Gosai, who is also from Durban, was among 180,000 people who downloaded Zello in the wake of Zuma’s arrest. Users subscribe to channels to talk to each other, sending live audio files that are accessible to anyone listening in on the channel.
Zello was originally designed to help people communicate and organize after natural disasters. With Wi-Fi or a data connection, people can use it to broadcast their location, share tips, and communicate with rescuers or survivors in the aftermath of a hurricane, flood, or other emergency. In the US, Zello found traction in 2017’s Hurricane Harvey rescue efforts. The app is also used by taxi drivers, ambulance workers, and delivery personnel who want to send hands-free voice messages, according to Raphael Varieras, Zello’s vice president of operations, says. Because Zello is a voice-first platform, it’s faster than typing and requires no literacy skills.

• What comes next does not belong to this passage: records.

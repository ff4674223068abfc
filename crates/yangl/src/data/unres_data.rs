//! Data-tree reference resolution (spec §4.6): `when`/`must` evaluation,
//! leafref/instance-identifier target checks, and the empty-non-presence-
//! container cleanup that follows from them.
//!
//! `when` runs first and to a fixpoint of its own: a node's `when` can only
//! be evaluated once every `when`-bearing ancestor has settled, and a false
//! verdict propagates down without evaluating descendants at all. Leafref,
//! instance-identifier, and `must` checks run in one pass afterward, since
//! none of them feed back into `when`.

use std::collections::HashSet;

use yangl_support::{Diag, EvalContext, ValidationCode, XPathEvaluator};

use super::{DataNode, DataNodeId, DataTree, WhenStatus};
use crate::schema::{Context, SchemaNodeKind, TypeKind};

#[derive(Debug, Clone, Copy, PartialEq, Eq)]
pub enum UnresDataKind {
  Leafref,
  Instid,
  When,
  Must,
  /// A non-presence container the parser built with no children; removed
  /// from the tree unless it gained children via a later `uses`/augment-
  /// style expansion that this arena doesn't model, so resolution always
  /// finds it still empty.
  EmptyContainer,
}

#[derive(Debug, Clone, Copy)]
pub struct UnresDataItem {
  pub kind: UnresDataKind,
  pub node: DataNodeId,
}

/// Drives every pending item in `tree.unres` to resolution against `schema`,
/// in the `when`-then-everything-else order described above.
///
/// # Errors
/// Returns [`Diag::Validation`] (`NoWhen`) if the `when` phase cannot make
/// progress (a cycle through `current()/../...` ancestor references), or any
/// error surfaced by leafref/instance-identifier/`must` checking.
pub fn resolve_all(
  tree: &mut DataTree,
  schema: &Context,
  evaluator: &dyn XPathEvaluator,
  keep_empty_containers: bool,
) -> Result<(), Diag> {
  let items = std::mem::take(&mut tree.unres);

  let when_nodes: Vec<DataNodeId> = items
    .iter()
    .filter(|i| i.kind == UnresDataKind::When)
    .map(|i| i.node)
    .collect();
  let deleted = run_when_phase(tree, schema, evaluator, &when_nodes, keep_empty_containers)?;

  for item in &items {
    if deleted.contains(&item.node) {
      continue;
    }
    match item.kind {
      UnresDataKind::When => {}
      UnresDataKind::Leafref => resolve_leafref(tree, schema, item.node)?,
      UnresDataKind::Instid => resolve_instid(tree, schema, item.node)?,
      UnresDataKind::Must => resolve_must(tree, schema, evaluator, item.node)?,
      UnresDataKind::EmptyContainer => resolve_empty_container(tree, schema, item.node, keep_empty_containers),
    }
  }

  Ok(())
}

/// `Some(false)` if a `when`-bearing ancestor has already settled false
/// (inherited, no evaluation needed for `node` itself), `Some(true)` if
/// every such ancestor is true or absent, `None` if one hasn't settled yet.
fn ancestors_ready(tree: &DataTree, schema: &Context, node: DataNodeId) -> Option<bool> {
  let mut cur = tree.node(node).parent;
  while let Some(id) = cur {
    if schema.node(tree.node(id).schema).when.is_some() {
      match tree.node(id).when_status {
        WhenStatus::Unevaluated => return None,
        WhenStatus::False => return Some(false),
        WhenStatus::True => {}
      }
    }
    cur = tree.node(id).parent;
  }
  Some(true)
}

fn run_when_phase(
  tree: &mut DataTree,
  schema: &Context,
  evaluator: &dyn XPathEvaluator,
  when_nodes: &[DataNodeId],
  keep_empty_containers: bool,
) -> Result<HashSet<DataNodeId>, Diag> {
  let mut remaining = when_nodes.to_vec();

  loop {
    let mut progressed = false;
    let mut next_remaining = Vec::new();

    for node in remaining {
      match ancestors_ready(tree, schema, node) {
        None => next_remaining.push(node),
        Some(false) => {
          tree.node_mut(node).when_status = WhenStatus::False;
          progressed = true;
        }
        Some(true) => {
          let expr = schema.node(tree.node(node).schema).when.clone().expect("When item without a when clause");
          let value = evaluator.eval(&expr, EvalContext { node: tree.node(node) })?;
          tree.node_mut(node).when_status = if value.as_boolean() { WhenStatus::True } else { WhenStatus::False };
          progressed = true;
        }
      }
    }

    if next_remaining.is_empty() {
      break;
    }
    if !progressed {
      return Err(Diag::validation(ValidationCode::NoWhen, "when evaluation made no progress"));
    }
    remaining = next_remaining;
  }

  let false_nodes: Vec<DataNodeId> = when_nodes
    .iter()
    .copied()
    .filter(|&id| tree.node(id).when_status == WhenStatus::False)
    .collect();

  let mut deleted = HashSet::new();
  let mut frontier = Vec::new();
  for id in false_nodes {
    if deleted.insert(id) {
      collect_subtree(tree, id, &mut deleted);
      frontier.push(tree.parent_of(id));
      tree.unlink(id);
    }
  }

  if !keep_empty_containers {
    cleanup_empty_ancestors(tree, schema, frontier);
  }

  Ok(deleted)
}

/// Every descendant of `root` (not including `root` itself), so a
/// deleted `when`-false node's whole subtree is marked resolved-by-
/// inheritance rather than only the node the `when` clause sat on.
fn collect_subtree(tree: &DataTree, root: DataNodeId, out: &mut HashSet<DataNodeId>) {
  let mut stack = vec![root];
  while let Some(id) = stack.pop() {
    for &child in &tree.node(id).children {
      if out.insert(child) {
        stack.push(child);
      }
    }
  }
}

/// After removing `when`-false subtrees, a non-presence container left
/// childless has no further reason to exist; walks upward pruning them.
fn cleanup_empty_ancestors(tree: &mut DataTree, schema: &Context, mut frontier: Vec<Option<DataNodeId>>) {
  while let Some(maybe_id) = frontier.pop() {
    let Some(id) = maybe_id else { continue };
    if !tree.node(id).children.is_empty() {
      continue;
    }
    let schema_id = tree.node(id).schema;
    if !matches!(&schema.node(schema_id).kind, SchemaNodeKind::Container { presence: None }) {
      continue;
    }
    frontier.push(tree.parent_of(id));
    tree.unlink(id);
  }
}

fn resolve_empty_container(tree: &mut DataTree, schema: &Context, node: DataNodeId, keep_empty_containers: bool) {
  if keep_empty_containers || !tree.node(node).children.is_empty() {
    return;
  }
  let schema_id = tree.node(node).schema;
  if matches!(&schema.node(schema_id).kind, SchemaNodeKind::Container { presence: None }) {
    let parent = tree.parent_of(node);
    tree.unlink(node);
    cleanup_empty_ancestors(tree, schema, vec![parent]);
  }
}

fn resolve_leafref(tree: &DataTree, schema: &Context, node: DataNodeId) -> Result<(), Diag> {
  let data = tree.node(node);
  let ty = leaf_type(schema, data.schema).ok_or_else(|| Diag::Internal("leafref item on a non-leaf node".into()))?;
  let TypeKind::Leafref {
    target,
    require_instance,
    ..
  } = &ty.kind
  else {
    return Err(Diag::Internal("Leafref item on a non-leafref type".into()));
  };
  let target_id = target.ok_or_else(|| Diag::Internal("leafref checked before its schema target resolved".into()))?;

  let value = &data.value_str;
  let found = tree.nodes.iter().any(|n| n.schema == target_id && &n.value_str == value);
  if !found && *require_instance {
    return Err(Diag::validation(
      ValidationCode::NoLeafref,
      format!("leafref value {value:?} has no matching target instance"),
    ));
  }
  Ok(())
}

fn resolve_instid(tree: &DataTree, schema: &Context, node: DataNodeId) -> Result<(), Diag> {
  let data = tree.node(node);
  let ty = leaf_type(schema, data.schema).ok_or_else(|| Diag::Internal("instance-identifier item on a non-leaf node".into()))?;
  let TypeKind::InstanceIdentifier { require_instance } = &ty.kind else {
    return Err(Diag::Internal("Instid item on a non-instance-identifier type".into()));
  };
  let Some(path) = &data.value_str else {
    return Err(Diag::Internal("instance-identifier leaf has no value".into()));
  };

  crate::pathlex::parse_instance_identifier(path.as_bytes())
    .map_err(|e| Diag::validation(ValidationCode::InChar, format!("malformed instance-identifier at byte {}", e.0)))?;

  let mut candidates = tree.roots().to_vec();
  let names: Vec<&str> = instance_identifier_names(path);
  for (idx, name) in names.iter().enumerate() {
    candidates.retain(|&id| tree.node(id).name.as_ref() == *name);
    if idx + 1 < names.len() {
      candidates = candidates.iter().flat_map(|&id| tree.node(id).children.clone()).collect();
    }
  }

  match candidates.len() {
    1 => Ok(()),
    0 if !require_instance => Ok(()),
    0 => Err(Diag::validation(
      ValidationCode::NoResolv,
      format!("instance-identifier {path:?} resolved to no instance"),
    )),
    _ => Err(Diag::validation(
      ValidationCode::TooMany,
      format!("instance-identifier {path:?} resolved to more than one instance"),
    )),
  }
}

/// Plain `/`-segment split dropping any `[...]` predicate and module-name
/// prefix; a lighter-weight walk than re-deriving byte offsets out of
/// [`crate::pathlex::parse_instance_identifier`]'s segment spans, which are
/// relative to each segment's own sub-slice rather than the full string.
fn instance_identifier_names(path: &str) -> Vec<&str> {
  path
    .split('/')
    .filter(|s| !s.is_empty())
    .map(|seg| {
      let seg = seg.split('[').next().unwrap_or(seg);
      seg.rsplit(':').next().unwrap_or(seg)
    })
    .collect()
}

fn resolve_must(tree: &DataTree, schema: &Context, evaluator: &dyn XPathEvaluator, node: DataNodeId) -> Result<(), Diag> {
  let data = tree.node(node);
  for clause in &schema.node(data.schema).must {
    let value = evaluator.eval(&clause.expr, EvalContext { node: data })?;
    if !value.as_boolean() {
      let message = clause.error_message.clone().unwrap_or_else(|| format!("must \"{}\" not satisfied", clause.expr));
      let mut diag = Diag::validation(ValidationCode::NoMust, message.clone());
      if let Some(tag) = &clause.error_app_tag {
        diag = diag.with_app_tag(tag.clone(), message);
      }
      return Err(diag);
    }
  }
  Ok(())
}

fn leaf_type(schema: &Context, node: crate::schema::NodeId) -> Option<&crate::schema::Type> {
  match &schema.node(node).kind {
    SchemaNodeKind::Leaf { ty, .. } => Some(ty),
    SchemaNodeKind::LeafList { ty, .. } => Some(ty),
    _ => None,
  }
}

#[cfg(test)]
mod tests {
  use yangl_support::{Atom, XPathValue};

  use super::*;
  use crate::schema::{NodeFlags, NodeId, SchemaNodeKind};

  struct AlwaysTrue;
  impl XPathEvaluator for AlwaysTrue {
    fn eval(&self, _expr: &str, _ctx: EvalContext<'_>) -> Result<XPathValue, Diag> {
      Ok(XPathValue::Boolean(true))
    }
  }

  struct AlwaysFalse;
  impl XPathEvaluator for AlwaysFalse {
    fn eval(&self, _expr: &str, _ctx: EvalContext<'_>) -> Result<XPathValue, Diag> {
      Ok(XPathValue::Boolean(false))
    }
  }

  fn fresh_ctx_with_leaf(when: Option<&str>) -> (Context, NodeId) {
    let mut ctx = Context::new(None).expect("context without a search dir never touches the filesystem");
    let module = ctx.new_module(crate::schema::Module::new(Atom::from("m"), "urn:m".into(), "m".into()));
    let leaf_id = ctx.alloc_node(
      module,
      None,
      Atom::from("leaf"),
      SchemaNodeKind::Leaf {
        ty: crate::schema::Type::builtin(crate::schema::TypeKind::String {
          length: None,
          patterns: Vec::new(),
        }),
        default: None,
      },
      NodeFlags::default(),
    );
    ctx.node_mut(leaf_id).when = when.map(str::to_string);
    (ctx, leaf_id)
  }

  #[test]
  fn false_when_removes_the_node_without_evaluating_children() {
    let (schema, leaf_id) = fresh_ctx_with_leaf(Some("false()"));
    let mut tree = DataTree::default();
    let id = tree.alloc(None, DataNode::new(leaf_id, Atom::from("leaf")));
    tree.register_unres(UnresDataItem {
      kind: UnresDataKind::When,
      node: id,
    });

    resolve_all(&mut tree, &schema, &AlwaysFalse, false).expect("when phase settles");
    assert!(tree.roots().is_empty());
  }

  #[test]
  fn true_when_keeps_the_node() {
    let (schema, leaf_id) = fresh_ctx_with_leaf(Some("true()"));
    let mut tree = DataTree::default();
    let id = tree.alloc(None, DataNode::new(leaf_id, Atom::from("leaf")));
    tree.register_unres(UnresDataItem {
      kind: UnresDataKind::When,
      node: id,
    });

    resolve_all(&mut tree, &schema, &AlwaysTrue, false).expect("when phase settles");
    assert_eq!(tree.roots(), &[id]);
  }

  #[test]
  fn missing_leafref_target_is_rejected_when_required() {
    let mut ctx = Context::new(None).expect("context without a search dir never touches the filesystem");
    let module = ctx.new_module(crate::schema::Module::new(Atom::from("m"), "urn:m".into(), "m".into()));
    let target_id = ctx.alloc_node(
      module,
      None,
      Atom::from("target"),
      SchemaNodeKind::Leaf {
        ty: crate::schema::Type::builtin(crate::schema::TypeKind::String {
          length: None,
          patterns: Vec::new(),
        }),
        default: None,
      },
      NodeFlags::default(),
    );
    let ref_id = ctx.alloc_node(
      module,
      None,
      Atom::from("ref"),
      SchemaNodeKind::Leaf {
        ty: crate::schema::Type::builtin(crate::schema::TypeKind::Leafref {
          path: "../target".into(),
          target: Some(target_id),
          require_instance: true,
        }),
        default: None,
      },
      NodeFlags::default(),
    );

    let mut tree = DataTree::default();
    let mut data = DataNode::new(ref_id, Atom::from("ref"));
    data.value_str = Some("missing".into());
    let id = tree.alloc(None, data);
    tree.register_unres(UnresDataItem {
      kind: UnresDataKind::Leafref,
      node: id,
    });

    let err = resolve_all(&mut tree, &ctx, &AlwaysTrue, false).unwrap_err();
    assert_eq!(err.code(), Some(ValidationCode::NoLeafref));
  }
}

But recent events suggest that use of Zello is increasingly being used to connect people in areas of unrest as well. Within hours of the most recent Israeli-Palestinian conflict, downloads skyrocketed to 100 times their usual rate, for example. And Cuba also saw a spike in downloads amid protests over shortages of food and medicine. Unsurprisingly, this development has prompted some countries to ban the app, including China, Venezuela, and Syria.
Without a formal emergency response system like the US’s 911, South Africans have been increasingly turning to Zello to coordinate ad hoc ambulances and neighborhood patrols. One channel, South Africa Community Action Network, boasts 11,600 paying members who donate for emergency services like ambulances, along with more than 33,000 non-paying members, according to a blog post on the site.